4 hundred quadrillonth?

Wed May 27 16:26:57 EDT 2009

Luis Zarrabeitia <kyrie at uh.cu> wrote:
> On Thursday 21 May 2009 08:50:48 pm R. David Murray wrote:
> 
>> In py3k Eric Smith and Mark Dickinson have implemented Gay's floating
>> point algorithm for Python so that the shortest repr that will round
>> trip correctly is what is used as the floating point repr....
> 
> Little question: what was the goal of such a change? (is there a pep for me to 
> read?) Shouldn't str() do that, and leave repr as is?

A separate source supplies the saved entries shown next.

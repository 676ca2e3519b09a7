//! Data model types.

mod fragment;
mod outline;
mod section;

pub use fragment::{validate_fragments, TextFragment};
pub use outline::{Heading, HeadingLevel, Outline};
pub use section::{
    PersonaMetadata, PersonaOutput, RankedSection, Section, SubsectionAnalysis,
};
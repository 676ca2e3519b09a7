//! Section segmentation: pairing headings with the body text that follows.

use std::collections::BTreeSet;

use crate::model::Section;

use super::classifier::{HeadingCandidate, TextLine};

/// Split a document into sections: each heading candidate opens a section,
/// and every following line up to the next candidate joins its body.
///
/// Lines before the first heading (cover text, front matter) belong to no
/// section and are dropped.
pub fn collect_sections(
    document: &str,
    lines: &[TextLine],
    candidates: &[HeadingCandidate],
) -> Vec<Section> {
    let heading_orders: BTreeSet<usize> = candidates.iter().map(|c| c.order).collect();

    let mut sections: Vec<Section> = Vec::new();
    for line in lines {
        if heading_orders.contains(&line.order) {
            sections.push(Section::new(document, line.text.trim(), line.page));
        } else if let Some(current) = sections.last_mut() {
            current.push_body(&line.text);
        }
    }

    log::debug!("{}: segmented {} sections", document, sections.len());
    sections
}
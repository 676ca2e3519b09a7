//! Persona context: keyword derivation from a role/task description.

use std::collections::BTreeSet;

/// Common English words carrying no relevance signal.
const STOP_WORDS: &[&str] = &[
    "the", "and", "for", "are", "but", "not", "you", "all", "any", "can", "had", "has", "have",
    "her", "his", "its", "one", "our", "out", "was", "were", "will", "with", "that", "this",
    "then", "them", "they", "from", "into", "your", "been", "each", "more", "most", "some",
    "such", "than", "very", "what", "when", "where", "which", "while", "who", "whom", "why",
    "how", "about", "after", "before", "between", "during", "under", "over", "their", "there",
    "these", "those", "based", "using",
];

/// A built-in domain keyword table: when any trigger appears as a substring
/// of the lowered role/task text, the whole keyword list joins the derived
/// set.
struct DomainTable {
    triggers: &'static [&'static str],
    keywords: &'static [&'static str],
}

const DOMAIN_TABLES: &[DomainTable] = &[
    DomainTable {
        triggers: &["travel", "trip", "planner", "tourist", "itinerary"],
        keywords: &[
            "itinerary", "accommodation", "hotel", "restaurant", "attraction", "tour",
            "transport", "flight", "train", "bus", "guide", "booking", "reservation",
            "sightseeing", "museum", "beach", "activity", "cost", "price", "budget", "travel",
            "destination", "location", "map", "route", "schedule", "visit", "explore",
            "experience", "culture", "history", "tradition", "city", "town", "festival",
            "event", "entertainment", "nightlife", "shopping", "market",
        ],
    },
    DomainTable {
        triggers: &["hr", "human resources", "form", "onboarding", "compliance", "acrobat"],
        keywords: &[
            "form", "fillable", "field", "signature", "submit", "workflow", "approval",
            "onboarding", "compliance", "document", "template", "process", "digital",
            "electronic", "pdf", "create", "manage", "distribute", "collect", "employee",
            "policy", "procedure", "training", "export", "convert", "edit", "share",
            "collaboration", "review", "comment", "security", "permission", "access",
            "protect", "password", "encrypt",
        ],
    },
    DomainTable {
        triggers: &["food", "contractor", "catering", "caterer", "menu", "chef", "buffet"],
        keywords: &[
            "recipe", "ingredient", "cook", "preparation", "vegetarian", "vegan", "buffet",
            "menu", "dish", "meal", "serving", "portion", "corporate", "catering", "dinner",
            "lunch", "breakfast", "food", "cuisine", "dietary", "allergen", "nutrition",
            "quantity", "scale", "cooking", "kitchen",
        ],
    },
];

/// The persona/task context driving one ranking invocation.
///
/// `derived_keywords` is a deduplicated, lower-cased token set extracted
/// from role + task, minus stop-words, plus every built-in domain list whose
/// trigger matches the text by substring. Rebuilt per invocation; stateless
/// across documents.
#[derive(Debug, Clone)]
pub struct PersonaContext {
    /// Persona role string, as supplied.
    pub role: String,

    /// Task description, as supplied.
    pub task: String,

    /// Lower-cased keyword set.
    pub derived_keywords: BTreeSet<String>,
}

impl PersonaContext {
    /// Derive the keyword set from a role and task description.
    pub fn build(role: impl Into<String>, task: impl Into<String>) -> Self {
        let role = role.into();
        let task = task.into();
        let text = format!("{} {}", role, task).to_lowercase();

        let mut derived_keywords: BTreeSet<String> = text
            .split(|c: char| !c.is_alphanumeric())
            .filter(|token| token.chars().count() >= 3)
            .filter(|token| !STOP_WORDS.contains(token))
            .map(str::to_string)
            .collect();

        for table in DOMAIN_TABLES {
            if table.triggers.iter().any(|t| text.contains(t)) {
                derived_keywords.extend(table.keywords.iter().map(|k| k.to_string()));
            }
        }

        log::debug!(
            "persona '{}': {} derived keywords",
            role,
            derived_keywords.len()
        );

        Self {
            role,
            task,
            derived_keywords,
        }
    }
}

It's a good question.  I was prepared to write a PEP if necessary, but
there was essentially no opposition to this change either in the
python-dev thread that Ned already mentioned, in the bugs.python.org
feature request (see http://bugs.python.org/issue1580; set aside
half-an-hour or so if you want to read this one) or amongst the people
we spoke to at PyCon 2009, so in the end Eric and I just went ahead
and merged the changes.  It didn't harm that Guido supported the idea.

I think the main goal was to see fewer complaints from newbie users
about 0.1 displaying as 0.10000000000000001.  There's no real reason
to produce 17 digits here.  Neither 0.1 nor 0.10000000000000001
displays the true value of the float---both are approximations, so why
not pick the approximation that actually displays nicely.  The only
requirement is that float(repr(x)) recovers x exactly, and since 0.1
produced the float in the first place, it's clear that taking
repr(0.1) to be '0.1' satisfies this requirement.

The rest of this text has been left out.